Di atas punggung kakaknya Nabila tak terlihat sama sekali, dari ujung kaki sampai kepala di tutupi dengan sarung milik kakaknya. Baju gamis dipegang erat dalam dekapan. Sesekali gadis kecil itu meringis, menahan dingin dan rasa sakit.

Begitu tiba di lokasi dekat jembatan, Raga terpaku dengan tatapan nanar. Sial, air bendungan sedang naik yang artinya dia dan adiknya malam ini tidak bisa tidur di bawah jembatan.

Miris sekali. Kekecewaan dan kesedihan yang sudah berulang kali membuat Raga tak lagi mengeluh.

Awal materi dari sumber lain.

//! Catalog domain model.
//!
//! # Responsibility
//! - Define the book record persisted by the catalog store.
//! - Own the closed vocabularies for lending status and searchable fields.
//!
//! # Invariants
//! - Every book is identified by a positive `BookId` assigned by the store.
//! - Status is always one of the two `BookStatus` values.

pub mod book;
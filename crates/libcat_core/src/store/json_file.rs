//! JSON file catalog storage.
//!
//! # Responsibility
//! - Read and write the catalog as one pretty-printed JSON array.
//! - Classify stored content as missing, malformed or loaded before use.
//!
//! # Invariants
//! - A failed save leaves the previous file content intact (temp file +
//!   rename in the same directory).
//! - Load failures other than "missing" and "malformed" are surfaced.

use super::{CatalogStorage, StoreError, StoreResult};
use crate::model::book::Book;
use log::{debug, error, info, warn};
use serde::Serialize;
use std::io::{ErrorKind, Write};
use std::path::{Path, PathBuf};
use std::time::Instant;
use tempfile::NamedTempFile;

/// File name used when no catalog path is configured.
pub const DEFAULT_CATALOG_FILE: &str = "books.json";

const JSON_INDENT: &[u8] = b"    ";

/// Classified content of the catalog file.
#[derive(Debug)]
enum Snapshot {
    Missing,
    Malformed(serde_json::Error),
    Loaded(Vec<Book>),
}

/// Catalog storage backed by a single JSON file.
#[derive(Debug, Clone)]
pub struct JsonFileStorage {
    path: PathBuf,
}

impl JsonFileStorage {
    pub fn new(path: impl Into<PathBuf>) -> Self {
        Self { path: path.into() }
    }

    pub fn path(&self) -> &Path {
        &self.path
    }

    fn read_snapshot(&self) -> StoreResult<Snapshot> {
        let bytes = match std::fs::read(&self.path) {
            Ok(bytes) => bytes,
            Err(err) if err.kind() == ErrorKind::NotFound => return Ok(Snapshot::Missing),
            Err(err) => return Err(self.io_error(err)),
        };
        Ok(classify(&bytes))
    }

    fn io_error(&self, source: std::io::Error) -> StoreError {
        StoreError::Io {
            path: self.path.clone(),
            source,
        }
    }

    fn parent_dir(&self) -> &Path {
        match self.path.parent() {
            Some(parent) if !parent.as_os_str().is_empty() => parent,
            _ => Path::new("."),
        }
    }
}

impl CatalogStorage for JsonFileStorage {
    fn load(&self) -> StoreResult<Vec<Book>> {
        let started_at = Instant::now();
        let snapshot = match self.read_snapshot() {
            Ok(snapshot) => snapshot,
            Err(err) => {
                error!(
                    "event=catalog_load module=store status=error duration_ms={} error_code=read_failed error={}",
                    started_at.elapsed().as_millis(),
                    err
                );
                return Err(err);
            }
        };

        match snapshot {
            // Why: a first run and a hand-damaged file both start from an empty
            // catalog; only the malformed case is worth a warning.
            Snapshot::Missing => {
                debug!("event=catalog_load module=store status=ok source=missing books=0");
                Ok(Vec::new())
            }
            Snapshot::Malformed(err) => {
                warn!(
                    "event=catalog_load module=store status=fallback source=malformed books=0 line={} column={}",
                    err.line(),
                    err.column()
                );
                Ok(Vec::new())
            }
            Snapshot::Loaded(books) => {
                debug!(
                    "event=catalog_load module=store status=ok source=file books={} duration_ms={}",
                    books.len(),
                    started_at.elapsed().as_millis()
                );
                Ok(books)
            }
        }
    }

    fn save(&self, books: &[Book]) -> StoreResult<()> {
        let started_at = Instant::now();
        match write_atomically(self, books) {
            Ok(()) => {
                info!(
                    "event=catalog_save module=store status=ok books={} duration_ms={}",
                    books.len(),
                    started_at.elapsed().as_millis()
                );
                Ok(())
            }
            Err(err) => {
                error!(
                    "event=catalog_save module=store status=error books={} duration_ms={} error_code=write_failed error={}",
                    books.len(),
                    started_at.elapsed().as_millis(),
                    err
                );
                Err(err)
            }
        }
    }
}

fn classify(bytes: &[u8]) -> Snapshot {
    match serde_json::from_slice::<Vec<Book>>(bytes) {
        Ok(books) => Snapshot::Loaded(books),
        Err(err) => Snapshot::Malformed(err),
    }
}

fn encode(books: &[Book]) -> StoreResult<Vec<u8>> {
    let mut buffer = Vec::new();
    let formatter = serde_json::ser::PrettyFormatter::with_indent(JSON_INDENT);
    let mut serializer = serde_json::Serializer::with_formatter(&mut buffer, formatter);
    books.serialize(&mut serializer)?;
    buffer.push(b'\n');
    Ok(buffer)
}

fn write_atomically(storage: &JsonFileStorage, books: &[Book]) -> StoreResult<()> {
    let encoded = encode(books)?;
    let dir = storage.parent_dir();
    std::fs::create_dir_all(dir).map_err(|err| storage.io_error(err))?;

    // Why: the temp file lives next to the target so `persist` is a same-filesystem
    // rename; a crash mid-write leaves the old catalog readable.
    let mut temp = NamedTempFile::new_in(dir).map_err(|err| storage.io_error(err))?;
    keep_existing_permissions(storage, &temp)?;
    temp.write_all(&encoded)
        .and_then(|()| temp.as_file().sync_all())
        .map_err(|err| storage.io_error(err))?;
    temp.persist(&storage.path)
        .map_err(|err| storage.io_error(err.error))?;
    Ok(())
}

// Why: `NamedTempFile` is created 0600; without this a shared 0644 catalog
// would silently turn private after the first save.
fn keep_existing_permissions(storage: &JsonFileStorage, temp: &NamedTempFile) -> StoreResult<()> {
    let permissions = match std::fs::metadata(&storage.path) {
        Ok(metadata) => metadata.permissions(),
        Err(err) if err.kind() == ErrorKind::NotFound => return Ok(()),
        Err(err) => return Err(storage.io_error(err)),
    };
    temp.as_file()
        .set_permissions(permissions)
        .map_err(|err| storage.io_error(err))
}
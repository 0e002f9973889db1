//! Core logging bootstrap.
//!
//! # Responsibility
//! - Start rolling file logs at most once per process.
//! - Capture panics as sanitized log events.
//!
//! # Invariants
//! - Re-initializing with the identical level and directory is a no-op.
//! - Any conflicting re-initialization is rejected, never applied.
//! - Initialization never panics.
//! - Catalog text (titles, authors, queries) is never logged by core.

use flexi_logger::{Cleanup, Criterion, FileSpec, Logger, LoggerHandle, Naming, WriteMode};
use log::{error, info};
use once_cell::sync::OnceCell;
use std::path::{Path, PathBuf};

const LOG_FILE_BASENAME: &str = "libcat";
const MAX_LOG_FILE_SIZE_BYTES: u64 = 5 * 1024 * 1024;
const MAX_LOG_FILES: usize = 3;
const MAX_PANIC_PAYLOAD_CHARS: usize = 120;

static ACTIVE_LOGGER: OnceCell<ActiveLogger> = OnceCell::new();
static PANIC_HOOK: OnceCell<()> = OnceCell::new();

#[derive(Debug, Clone, PartialEq, Eq)]
struct LogConfig {
    level: &'static str,
    dir: PathBuf,
}

struct ActiveLogger {
    config: LogConfig,
    _handle: LoggerHandle,
}

/// Starts file logging at `level` under the absolute directory `log_dir`.
///
/// # Errors
/// - Unsupported level, or an empty / relative directory.
/// - Logging already active with a different level or directory.
/// - Directory creation or logger backend startup failure.
pub fn init_logging(level: &str, log_dir: &str) -> Result<(), String> {
    let requested = LogConfig {
        level: normalize_level(level)?,
        dir: normalize_log_dir(log_dir)?,
    };

    let active = ACTIVE_LOGGER.get_or_try_init(|| start_logger(&requested))?;
    check_same_config(&active.config, &requested)
}

/// Returns `(level, log_dir)` once logging is active.
pub fn logging_status() -> Option<(&'static str, PathBuf)> {
    ACTIVE_LOGGER
        .get()
        .map(|active| (active.config.level, active.config.dir.clone()))
}

/// `debug` for debug builds, `info` for release builds.
pub fn default_log_level() -> &'static str {
    if cfg!(debug_assertions) {
        "debug"
    } else {
        "info"
    }
}

fn start_logger(config: &LogConfig) -> Result<ActiveLogger, String> {
    std::fs::create_dir_all(&config.dir).map_err(|err| {
        format!(
            "failed to create log directory `{}`: {err}",
            config.dir.display()
        )
    })?;

    let handle = Logger::try_with_str(config.level)
        .map_err(|err| format!("invalid log level `{}`: {err}", config.level))?
        .log_to_file(
            FileSpec::default()
                .directory(config.dir.as_path())
                .basename(LOG_FILE_BASENAME),
        )
        .rotate(
            Criterion::Size(MAX_LOG_FILE_SIZE_BYTES),
            Naming::Numbers,
            Cleanup::KeepLogFiles(MAX_LOG_FILES),
        )
        .write_mode(WriteMode::BufferAndFlush)
        .append()
        .format_for_files(flexi_logger::detailed_format)
        .start()
        .map_err(|err| format!("failed to start logger: {err}"))?;

    install_panic_hook_once();

    info!(
        "event=app_start module=core status=ok platform={} version={} level={} log_dir={}",
        std::env::consts::OS,
        env!("CARGO_PKG_VERSION"),
        config.level,
        config.dir.display()
    );

    Ok(ActiveLogger {
        config: config.clone(),
        _handle: handle,
    })
}

fn check_same_config(active: &LogConfig, requested: &LogConfig) -> Result<(), String> {
    if active.dir != requested.dir {
        return Err(format!(
            "logging already initialized at `{}`; refusing to switch to `{}`",
            active.dir.display(),
            requested.dir.display()
        ));
    }
    if active.level != requested.level {
        return Err(format!(
            "logging already initialized with level `{}`; refusing to switch to `{}`",
            active.level, requested.level
        ));
    }
    Ok(())
}

fn normalize_level(level: &str) -> Result<&'static str, String> {
    match level.trim().to_ascii_lowercase().as_str() {
        "trace" => Ok("trace"),
        "debug" => Ok("debug"),
        "info" => Ok("info"),
        "warn" | "warning" => Ok("warn"),
        "error" => Ok("error"),
        other => Err(format!(
            "unsupported log level `{other}`; expected trace|debug|info|warn|error"
        )),
    }
}

fn normalize_log_dir(log_dir: &str) -> Result<PathBuf, String> {
    let trimmed = log_dir.trim();
    if trimmed.is_empty() {
        return Err("log_dir cannot be empty".to_string());
    }
    let path = Path::new(trimmed);
    if !path.is_absolute() {
        return Err(format!("log_dir must be an absolute path, got `{trimmed}`"));
    }
    Ok(path.to_path_buf())
}

fn install_panic_hook_once() {
    if PANIC_HOOK.set(()).is_err() {
        return;
    }

    let previous_hook = std::panic::take_hook();
    std::panic::set_hook(Box::new(move |panic_info| {
        let location = panic_info
            .location()
            .map(|loc| format!("{}:{}", loc.file(), loc.line()))
            .unwrap_or_else(|| "unknown".to_string());
        let payload = panic_info
            .payload()
            .downcast_ref::<&str>()
            .map(|message| (*message).to_string())
            .or_else(|| panic_info.payload().downcast_ref::<String>().cloned())
            .unwrap_or_else(|| "non-string panic payload".to_string());
        error!(
            "event=panic_captured module=core status=error location={} payload={}",
            location,
            sanitize_message(&payload, MAX_PANIC_PAYLOAD_CHARS)
        );
        previous_hook(panic_info);
    }));
}

fn sanitize_message(value: &str, max_chars: usize) -> String {
    let flattened = value.replace(['\n', '\r'], " ");
    let mut truncated = flattened.chars().take(max_chars).collect::<String>();
    if flattened.chars().count() > max_chars {
        truncated.push_str("...");
    }
    truncated
}
//! Catalog persistence contracts and implementations.
//!
//! # Responsibility
//! - Define whole-collection load/save as the only way to reach stored books.
//! - Keep file format details out of service orchestration.
//!
//! # Invariants
//! - `load` never fails because storage is absent or malformed; both collapse
//!   to an empty catalog.
//! - `save` overwrites the full catalog and surfaces every write failure.

use crate::model::book::Book;
use std::error::Error;
use std::fmt::{Display, Formatter};
use std::path::PathBuf;

pub mod json_file;
pub mod memory;

pub use json_file::JsonFileStorage;
pub use memory::MemoryStorage;

pub type StoreResult<T> = Result<T, StoreError>;

/// Unrecoverable storage failure.
#[derive(Debug)]
pub enum StoreError {
    Io {
        path: PathBuf,
        source: std::io::Error,
    },
    Encode(serde_json::Error),
}

impl Display for StoreError {
    fn fmt(&self, f: &mut Formatter<'_>) -> std::fmt::Result {
        match self {
            Self::Io { path, source } => {
                write!(f, "catalog storage I/O failed at `{}`: {source}", path.display())
            }
            Self::Encode(err) => write!(f, "failed to encode catalog: {err}"),
        }
    }
}

impl Error for StoreError {
    fn source(&self) -> Option<&(dyn Error + 'static)> {
        match self {
            Self::Io { source, .. } => Some(source),
            Self::Encode(err) => Some(err),
        }
    }
}

impl From<serde_json::Error> for StoreError {
    fn from(value: serde_json::Error) -> Self {
        Self::Encode(value)
    }
}

/// Whole-collection storage for the catalog.
///
/// Implementations hold no catalog state between calls that callers can
/// observe other than through `load`.
pub trait CatalogStorage {
    fn load(&self) -> StoreResult<Vec<Book>>;
    fn save(&self, books: &[Book]) -> StoreResult<()>;
}

impl<S: CatalogStorage + ?Sized> CatalogStorage for &S {
    fn load(&self) -> StoreResult<Vec<Book>> {
        (**self).load()
    }

    fn save(&self, books: &[Book]) -> StoreResult<()> {
        (**self).save(books)
    }
}
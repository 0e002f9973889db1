use libcat_core::{Book, BookStatus, CatalogStorage, JsonFileStorage, StoreError};
use std::fs;

fn sample_books() -> Vec<Book> {
    let mut checked_out = Book::new(5, "Война и мир", "Толстой", "1869");
    checked_out.status = BookStatus::CheckedOut;
    vec![
        Book::new(3, "Dune", "Herbert", "1965"),
        checked_out,
        Book::new(1, "", "Anonymous \"quoted\"", "circa 800"),
    ]
}

#[test]
fn load_missing_file_returns_empty_catalog() {
    let dir = tempfile::tempdir().unwrap();
    let storage = JsonFileStorage::new(dir.path().join("books.json"));

    assert!(storage.load().unwrap().is_empty());
}

#[test]
fn load_malformed_file_returns_empty_catalog() {
    let dir = tempfile::tempdir().unwrap();
    let path = dir.path().join("books.json");
    let storage = JsonFileStorage::new(&path);

    for content in [
        "",
        "not json",
        "{\"id\": 1}",
        "[{\"id\": 1, \"title\": \"a\", \"author\": \"b\", \"year\": \"c\", \"status\": \"lost\"}]",
        "[{\"id\": 0, \"title\": \"a\", \"author\": \"b\", \"year\": \"c\", \"status\": \"available\"}]",
        "[{\"id\": -1, \"title\": \"a\", \"author\": \"b\", \"year\": \"c\", \"status\": \"available\"}]",
    ] {
        fs::write(&path, content).unwrap();
        assert!(storage.load().unwrap().is_empty(), "content: {content}");
    }
}

#[test]
fn save_then_load_roundtrips_order_and_content() {
    let dir = tempfile::tempdir().unwrap();
    let storage = JsonFileStorage::new(dir.path().join("books.json"));
    let books = sample_books();

    storage.save(&books).unwrap();
    assert_eq!(storage.load().unwrap(), books);

    storage.save(&[]).unwrap();
    assert!(storage.load().unwrap().is_empty());
}

#[test]
fn save_writes_human_readable_json_array() {
    let dir = tempfile::tempdir().unwrap();
    let path = dir.path().join("books.json");
    let storage = JsonFileStorage::new(&path);

    storage.save(&[Book::new(1, "Dune", "Herbert", "1965")]).unwrap();

    let text = fs::read_to_string(&path).unwrap();
    assert!(text.contains('\n'));
    let value: serde_json::Value = serde_json::from_str(&text).unwrap();
    assert_eq!(value[0]["id"], 1);
    assert_eq!(value[0]["status"], "available");
}

#[test]
fn save_overwrites_prior_content_and_creates_parent_dirs() {
    let dir = tempfile::tempdir().unwrap();
    let path = dir.path().join("nested").join("catalog").join("books.json");
    let storage = JsonFileStorage::new(&path);

    storage.save(&sample_books()).unwrap();
    storage.save(&[Book::new(8, "Solo", "One", "2000")]).unwrap();

    let loaded = storage.load().unwrap();
    assert_eq!(loaded.len(), 1);
    assert_eq!(loaded[0].id, 8);

    let leftovers = fs::read_dir(path.parent().unwrap()).unwrap().count();
    assert_eq!(leftovers, 1);
}

#[test]
fn save_into_unwritable_location_surfaces_io_error() {
    let dir = tempfile::tempdir().unwrap();
    let blocker = dir.path().join("blocker");
    fs::write(&blocker, "file, not a directory").unwrap();
    let storage = JsonFileStorage::new(blocker.join("books.json"));

    let err = storage.save(&sample_books()).unwrap_err();
    assert!(matches!(err, StoreError::Io { .. }));
}

#[test]
fn load_directory_path_surfaces_io_error() {
    let dir = tempfile::tempdir().unwrap();
    let storage = JsonFileStorage::new(dir.path());

    let err = storage.load().unwrap_err();
    assert!(matches!(err, StoreError::Io { .. }));
}

#[cfg(unix)]
#[test]
fn save_keeps_existing_file_permissions() {
    use std::os::unix::fs::PermissionsExt;

    let dir = tempfile::tempdir().unwrap();
    let path = dir.path().join("books.json");
    let storage = JsonFileStorage::new(&path);

    storage.save(&sample_books()).unwrap();
    fs::set_permissions(&path, fs::Permissions::from_mode(0o644)).unwrap();
    storage.save(&[Book::new(1, "Dune", "Herbert", "1965")]).unwrap();

    let mode = fs::metadata(&path).unwrap().permissions().mode() & 0o777;
    assert_eq!(mode, 0o644);
    assert_eq!(storage.load().unwrap().len(), 1);
}
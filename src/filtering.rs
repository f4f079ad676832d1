//! Scanline filtering, the encode direction.
//!
//! From the PNG spec:
//!
//! > Filters are applied to **bytes**, not to pixels, regardless of the bit
//! > depth or color type of the image.
//!
//! Each output scanline is a filter-type byte followed by the filtered
//! bytes. `bpp` below is always the *rounded-up* bytes per pixel, and bytes
//! to the left of the first pixel are treated as absent (the filters copy
//! through for them).

/// Which predictor the encoder runs on each scanline.
///
/// The first five match PNG filter types 0–4. [`Predictor::Mixed`] tries
/// all five on every line and keeps the cheapest.
#[derive(Debug, Clone, Copy, PartialEq, Eq, PartialOrd, Ord, Hash, Default)]
pub enum Predictor {
  #[default]
  None,
  Sub,
  Up,
  Avg,
  Paeth,
  Mixed,
}

pub(crate) const FILTER_NONE: u8 = 0;
pub(crate) const FILTER_SUB: u8 = 1;
pub(crate) const FILTER_UP: u8 = 2;
pub(crate) const FILTER_AVG: u8 = 3;
pub(crate) const FILTER_PAETH: u8 = 4;

/// The Paeth filter function computes a simple linear function of the three
/// neighboring bytes (left `a`, above `b`, upper left `c`) and predicts
/// whichever neighbor is closest to the computed value, with ties broken in
/// the order `a`, `b`, `c`.
const fn paeth_predictor(a: u8, b: u8, c: u8) -> u8 {
  // The PNG spec says "The calculations within the PaethPredictor function
  // shall be performed exactly, without overflow", so this is i32 math,
  // which is wide enough for any u8 inputs.
  let a = a as i32;
  let b = b as i32;
  let c = c as i32;
  let p = a + b - c;
  let pa = (p - a).abs();
  let pb = (p - b).abs();
  let pc = (p - c).abs();
  if pa <= pb && pa <= pc {
    a as u8
  } else if pb <= pc {
    b as u8
  } else {
    c as u8
  }
}

fn sub_row(dst: &mut [u8], src: &[u8], bpp: usize) {
  let n = bpp.min(src.len());
  dst[..n].copy_from_slice(&src[..n]);
  for i in bpp..src.len() {
    dst[i] = src[i].wrapping_sub(src[i - bpp]);
  }
}

/// Applies filter type `filter` to `src`, writing `src.len()` filtered
/// bytes to `dst` (no filter-type byte).
///
/// `top` must be the previous scanline for types 2, 3, and 4; callers
/// resolve the no-previous-line case before getting here.
pub(crate) fn filter_row(dst: &mut [u8], filter: u8, src: &[u8], top: &[u8], bpp: usize) {
  debug_assert!(filter <= FILTER_SUB || top.len() == src.len());
  match filter {
    FILTER_SUB => sub_row(dst, src, bpp),
    FILTER_UP => {
      for i in 0..src.len() {
        dst[i] = src[i].wrapping_sub(top[i]);
      }
    }
    FILTER_AVG => {
      let n = bpp.min(src.len());
      for i in 0..n {
        dst[i] = src[i].wrapping_sub(top[i] >> 1);
      }
      for i in bpp..src.len() {
        let avg = ((src[i - bpp] as u32 + top[i] as u32) >> 1) as u8;
        dst[i] = src[i].wrapping_sub(avg);
      }
    }
    FILTER_PAETH => {
      let n = bpp.min(src.len());
      for i in 0..n {
        // leftmost pixel: a and c are absent, and paeth(0, b, 0) is b
        dst[i] = src[i].wrapping_sub(top[i]);
      }
      for i in bpp..src.len() {
        let p = paeth_predictor(src[i - bpp], top[i], top[i - bpp]);
        dst[i] = src[i].wrapping_sub(p);
      }
    }
    _ => dst.copy_from_slice(src),
  }
}

/// The mixed-mode cost of a filtered line: the sum of signed-byte
/// magnitudes, so a byte of 0xFF costs 1, not 255.
fn line_cost(line: &[u8]) -> u32 {
  line.iter().map(|&b| (b as i8).unsigned_abs() as u32).sum()
}

/// Produces one complete filtered scanline (filter-type byte included) in
/// `buf` and returns it.
///
/// When there is no previous line every predictor degrades to `Sub`: types
/// 2/3/4 would otherwise predict from a phantom all-zero line, which
/// inflates the output. For `Mixed`, `buf` must hold `2 * (src.len() + 1)`
/// bytes; the contender and the champion live in the two halves and swap
/// roles instead of being copied.
pub(crate) fn choose_filter_row<'b>(
  predictor: Predictor, buf: &'b mut [u8], src: &[u8], top: Option<&[u8]>, bpp: usize,
) -> &'b [u8] {
  let size = src.len();
  let filter = match (predictor, top) {
    (Predictor::None, _) => FILTER_NONE,
    (_, None) | (Predictor::Sub, _) => FILTER_SUB,
    (Predictor::Up, Some(_)) => FILTER_UP,
    (Predictor::Avg, Some(_)) => FILTER_AVG,
    (Predictor::Paeth, Some(_)) => FILTER_PAETH,
    (Predictor::Mixed, Some(top)) => {
      let (lo, hi) = buf.split_at_mut(size + 1);
      let mut champion_in_lo = true;
      let mut best_cost = u32::MAX;
      for filter in FILTER_NONE..=FILTER_PAETH {
        let trial: &mut [u8] =
          if champion_in_lo { &mut hi[..size + 1] } else { &mut lo[..size + 1] };
        trial[0] = filter;
        filter_row(&mut trial[1..], filter, src, top, bpp);
        let cost = line_cost(trial);
        if cost < best_cost {
          best_cost = cost;
          champion_in_lo = !champion_in_lo;
        }
      }
      return if champion_in_lo { &lo[..size + 1] } else { &hi[..size + 1] };
    }
  };
  buf[0] = filter;
  filter_row(&mut buf[1..size + 1], filter, src, top.unwrap_or(&[]), bpp);
  &buf[..size + 1]
}
//! Writing everything ahead of the image data: the signature, `IHDR`, and
//! the metadata chunks a frame's side data calls for.

use alloc::vec::Vec;

use crate::chunk::write_chunk;
use crate::raster::{ColorPrimaries, ColorType, Raster, StereoLayout, TransferCharacteristic};
use crate::{EncodeError, EncodeResult, PNG_SIGNATURE};

/// Fixed-point `(x, y)` chromaticities ×100 000 in `cHRM` order: white
/// point, red, green, blue.
fn chromaticities(primaries: ColorPrimaries) -> Option<[u32; 8]> {
  Some(match primaries {
    ColorPrimaries::Bt709 => [31270, 32900, 64000, 33000, 30000, 60000, 15000, 6000],
    ColorPrimaries::Bt470M => [31000, 31600, 67000, 33000, 21000, 71000, 14000, 8000],
    ColorPrimaries::Bt470Bg => [31270, 32900, 64000, 33000, 29000, 60000, 15000, 6000],
    ColorPrimaries::Smpte170M | ColorPrimaries::Smpte240M => {
      [31270, 32900, 63000, 34000, 31000, 59500, 15500, 7000]
    }
    ColorPrimaries::Bt2020 => [31270, 32900, 70800, 29200, 17000, 79700, 13100, 4600],
    ColorPrimaries::Unspecified => return None,
  })
}

/// Writes the signature, `IHDR`, and all applicable metadata chunks.
///
/// Still-PNG packets start with this; an APNG stream captures it once as
/// the side-band "extra data" of its first packet.
pub(crate) fn write_headers(
  out: &mut Vec<u8>, width: u32, height: u32, interlaced: bool, dpm: u32, frame: &Raster<'_>,
) -> EncodeResult<()> {
  let color_type = frame.format.color_type();
  out.extend_from_slice(&PNG_SIGNATURE);

  let mut ihdr = [0_u8; 13];
  ihdr[0..4].copy_from_slice(&width.to_be_bytes());
  ihdr[4..8].copy_from_slice(&height.to_be_bytes());
  ihdr[8] = frame.format.bit_depth();
  ihdr[9] = color_type as u8;
  ihdr[10] = 0; // compression method
  ihdr[11] = 0; // filter method
  ihdr[12] = interlaced as u8;
  write_chunk(out, *b"IHDR", &ihdr);

  let mut phys = [0_u8; 9];
  if dpm != 0 {
    phys[0..4].copy_from_slice(&dpm.to_be_bytes());
    phys[4..8].copy_from_slice(&dpm.to_be_bytes());
    phys[8] = 1; // unit is the meter
  }
  write_chunk(out, *b"pHYs", &phys);

  if let Some(stereo) = frame.stereo {
    match stereo.layout {
      StereoLayout::SideBySide => {
        write_chunk(out, *b"sTER", &[if stereo.inverted { 0 } else { 1 }]);
      }
      StereoLayout::TwoD => (),
      _ => log::warn!("only side-by-side stereo3d can be written to an sTER chunk; skipping"),
    }
  }

  if frame.primaries == ColorPrimaries::Bt709 && frame.transfer == TransferCharacteristic::Srgb {
    // rendering intent: relative colorimetric
    write_chunk(out, *b"sRGB", &[1]);
  }

  if let Some(coords) = chromaticities(frame.primaries) {
    let mut chrm = [0_u8; 32];
    for (i, coord) in coords.iter().enumerate() {
      chrm[i * 4..i * 4 + 4].copy_from_slice(&coord.to_be_bytes());
    }
    write_chunk(out, *b"cHRM", &chrm);
  }

  if let Some(gamma) = frame.transfer.gama_fixed() {
    write_chunk(out, *b"gAMA", &gamma.to_be_bytes());
  }

  if color_type == ColorType::Index {
    let Some(palette) = frame.palette else { return Err(EncodeError::UnsupportedPixelFormat) };
    let mut plte = [0_u8; 256 * 3];
    let mut trns = [0_u8; 256];
    let mut has_alpha = false;
    for (i, &entry) in palette.iter().enumerate() {
      let alpha = (entry >> 24) as u8;
      if alpha != 0xFF {
        has_alpha = true;
      }
      trns[i] = alpha;
      plte[i * 3] = (entry >> 16) as u8;
      plte[i * 3 + 1] = (entry >> 8) as u8;
      plte[i * 3 + 2] = entry as u8;
    }
    write_chunk(out, *b"PLTE", &plte);
    if has_alpha {
      write_chunk(out, *b"tRNS", &trns);
    }
  }

  Ok(())
}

Bagaimana pun dia mengeluh, keadaan takkan berubah; hanya sia-sia. Pada akhirnya dia hanya bisa berpasrah.

Raga duduk di atas pohon tumbang, yang biasa dia duduki. Dia menurunkan adiknya dengan hati-hati. Sedikit lega karena tidur Nabila tidak terganggu. Dia beralih mendekap di depan tubuhnya dan masih menyelimuti sampai tubuh kurus adiknya tak tertembus dingin.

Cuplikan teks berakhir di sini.